The September 25 Wall Street Journal had an article declaring that Nigeria has successfully stopped transmission of polio in the country, the World Health Organization said Friday, a milestone in a longstanding push to eradicate the disease globally. 
 
Nigeria’s success leaves just two countries—Pakistan and Afghanistan—where transmission of wild poliovirus, the cause of most cases of polio, has never been stopped.
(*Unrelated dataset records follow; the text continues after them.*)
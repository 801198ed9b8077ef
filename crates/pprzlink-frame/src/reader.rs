use std::collections::VecDeque;
use std::io::{ErrorKind, Read};

use crate::codec::{Frame, FrameConfig};
use crate::error::{FrameError, Result};
use crate::parser::{FrameParser, ParserStats};

const READ_CHUNK_SIZE: usize = 512;

/// Pulls validated frames out of any `Read` byte stream.
///
/// Noise and corrupt frames are skipped by the inner [`FrameParser`];
/// callers only ever see checksum-valid frames.
pub struct FrameReader<T> {
    inner: T,
    parser: FrameParser,
    pending: VecDeque<Frame>,
}

impl<T: Read> FrameReader<T> {
    pub fn new(inner: T) -> Self {
        Self::with_config(inner, FrameConfig::default())
    }

    pub fn with_config(inner: T, config: FrameConfig) -> Self {
        Self {
            inner,
            parser: FrameParser::new(config),
            pending: VecDeque::new(),
        }
    }

    /// Read the next valid frame (blocking).
    ///
    /// Returns `Err(FrameError::ConnectionClosed)` at end of stream.
    pub fn read_frame(&mut self) -> Result<Frame> {
        loop {
            if let Some(frame) = self.pending.pop_front() {
                return Ok(frame);
            }

            let mut chunk = [0u8; READ_CHUNK_SIZE];
            let read = match self.inner.read(&mut chunk) {
                Ok(n) => n,
                Err(err) if err.kind() == ErrorKind::Interrupted => continue,
                Err(err) => return Err(FrameError::Io(err)),
            };

            if read == 0 {
                return Err(FrameError::ConnectionClosed);
            }

            self.pending.extend(self.parser.push(&chunk[..read]));
        }
    }

    /// Reception counters of the underlying parser.
    pub fn stats(&self) -> &ParserStats {
        self.parser.stats()
    }

    pub fn config(&self) -> &FrameConfig {
        self.parser.config()
    }

    pub fn get_ref(&self) -> &T {
        &self.inner
    }

    pub fn get_mut(&mut self) -> &mut T {
        &mut self.inner
    }

    pub fn into_inner(self) -> T {
        self.inner
    }
}

impl<T: Read> Iterator for FrameReader<T> {
    type Item = Result<Frame>;

    /// Yields frames until the stream ends.
    fn next(&mut self) -> Option<Self::Item> {
        match self.read_frame() {
            Ok(frame) => Some(Ok(frame)),
            Err(FrameError::ConnectionClosed) => None,
            Err(err) => Some(Err(err)),
        }
    }
}
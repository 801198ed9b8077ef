//! Message schema model and compiler.
//!
//! A schema describes message classes (namespaces such as `telemetry` or
//! `datalink`), the messages in each class, and the typed fields of each
//! message. Raw attribute records are validated once into an immutable
//! [`SchemaModel`] that every codec consults read-only.

pub mod compiler;
pub mod config;
pub mod error;
pub mod model;
pub mod source;
pub mod types;

pub use compiler::SchemaCompiler;
pub use config::SchemaConfig;
pub use error::{CompileErrors, LoadError, Result, SchemaError};
pub use model::{Enumeration, FieldDefinition, MessageClass, MessageDefinition, SchemaModel};
pub use source::{
    attrs, load_json, load_path, Attributes, ClassDocument, MessageDocument, RawRecord,
    SchemaDocument,
};
pub use types::{ArrayKind, BaseType, FieldType, MAX_FIELD_WIDTH};
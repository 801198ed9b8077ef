use std::fmt;

/// One problem found while compiling a schema.
#[derive(Debug, Clone, PartialEq, Eq, thiserror::Error)]
pub enum SchemaError {
    /// The same message id is used twice in a class.
    #[error("duplicate message id {id} in class {class} ({first} and {second})")]
    DuplicateMessageId {
        class: String,
        id: u8,
        first: String,
        second: String,
    },

    /// The same message name is used twice in a class.
    #[error("duplicate message name {message} in class {class}")]
    DuplicateMessageName { class: String, message: String },

    /// The same field name is used twice in a message.
    #[error("duplicate field {field} in message {class}.{message}")]
    DuplicateFieldName {
        class: String,
        message: String,
        field: String,
    },

    /// Two classes share a numeric id.
    #[error("duplicate class id {id} ({first} and {second})")]
    DuplicateClassId {
        id: u8,
        first: String,
        second: String,
    },

    /// A field type string could not be parsed.
    #[error("unknown type '{type_name}' for field {class}.{message}.{field}")]
    UnknownFieldType {
        class: String,
        message: String,
        field: String,
        type_name: String,
    },

    /// A class declares messages but has no numeric id.
    #[error("class {class} has messages but no id")]
    MissingClassId { class: String },

    /// A required attribute is absent.
    #[error("{context}: missing attribute '{attribute}'")]
    MissingAttribute {
        context: String,
        attribute: &'static str,
    },

    /// An attribute value is not valid.
    #[error("{context}: invalid {attribute} '{value}'")]
    InvalidAttribute {
        context: String,
        attribute: &'static str,
        value: String,
    },

    /// A message record before any class, or a field record before any message.
    #[error("{kind} record '{name}' has no enclosing {parent}")]
    OrphanRecord {
        kind: &'static str,
        name: String,
        parent: &'static str,
    },
}

/// Compilation failure: every problem found, in source order. Never empty.
#[derive(Debug, Clone, PartialEq, Eq)]
pub struct CompileErrors(Vec<SchemaError>);

impl CompileErrors {
    pub(crate) fn new(errors: Vec<SchemaError>) -> Self {
        debug_assert!(!errors.is_empty());
        Self(errors)
    }

    pub fn errors(&self) -> &[SchemaError] {
        &self.0
    }

    pub fn into_errors(self) -> Vec<SchemaError> {
        self.0
    }

    pub fn len(&self) -> usize {
        self.0.len()
    }

    pub fn is_empty(&self) -> bool {
        self.0.is_empty()
    }
}

impl fmt::Display for CompileErrors {
    fn fmt(&self, f: &mut fmt::Formatter<'_>) -> fmt::Result {
        match self.0.as_slice() {
            [single] => write!(f, "schema compilation failed: {single}"),
            [first, rest @ ..] => write!(
                f,
                "schema compilation failed: {first} (and {} more)",
                rest.len()
            ),
            [] => f.write_str("schema compilation failed"),
        }
    }
}

impl std::error::Error for CompileErrors {}

impl IntoIterator for CompileErrors {
    type Item = SchemaError;
    type IntoIter = std::vec::IntoIter<SchemaError>;

    fn into_iter(self) -> Self::IntoIter {
        self.0.into_iter()
    }
}

/// Errors that can occur while loading a schema document.
#[derive(Debug, thiserror::Error)]
pub enum LoadError {
    /// The document could not be read.
    #[error("failed to load schema: {0}")]
    LoadFailed(String),

    /// The document exceeds the configured size limit.
    #[error("schema document too large ({size} bytes, max {max})")]
    TooLarge { size: u64, max: usize },

    /// The document is not valid JSON or does not have the expected shape.
    #[error("schema document is not valid: {0}")]
    InvalidJson(#[from] serde_json::Error),

    /// The document parsed but does not compile.
    #[error(transparent)]
    Compile(#[from] CompileErrors),
}

pub type Result<T> = std::result::Result<T, CompileErrors>;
But eliminating the virus from those two countries is enormously challenging, and leaders of the polio eradication effort said Friday that they had pushed back their goal for global eradication by one year, to 2019, and would need to raise $1.5 billion to meet it.
 
Just three years ago, Nigeria looked like the last place that would eliminate polio, a highly infectious and potentially fatal disease that invades the nervous system and paralyzed 1,000 children a day as late as the 1980s.
 
Africa’s most populous country recorded more than half of all of the polio cases world-wide in 2012, and polio regularly spilled over its borders. Over nearly a decade, it was the source of cases or outbreaks in 25 countries that had already been declared polio-free.
 
But pressure from international leaders of the polio-eradication movement led Nigeria’s government to intensify its efforts.
 
The government, working with international organizations and local leaders, sent more than 200,000 vaccinators to immunize more than 45 million children under 5 years old, used new Global Positioning System mapping technologies to track down children who hadn’t been immunized, and opened emergency-operations centers to manage vaccination campaigns.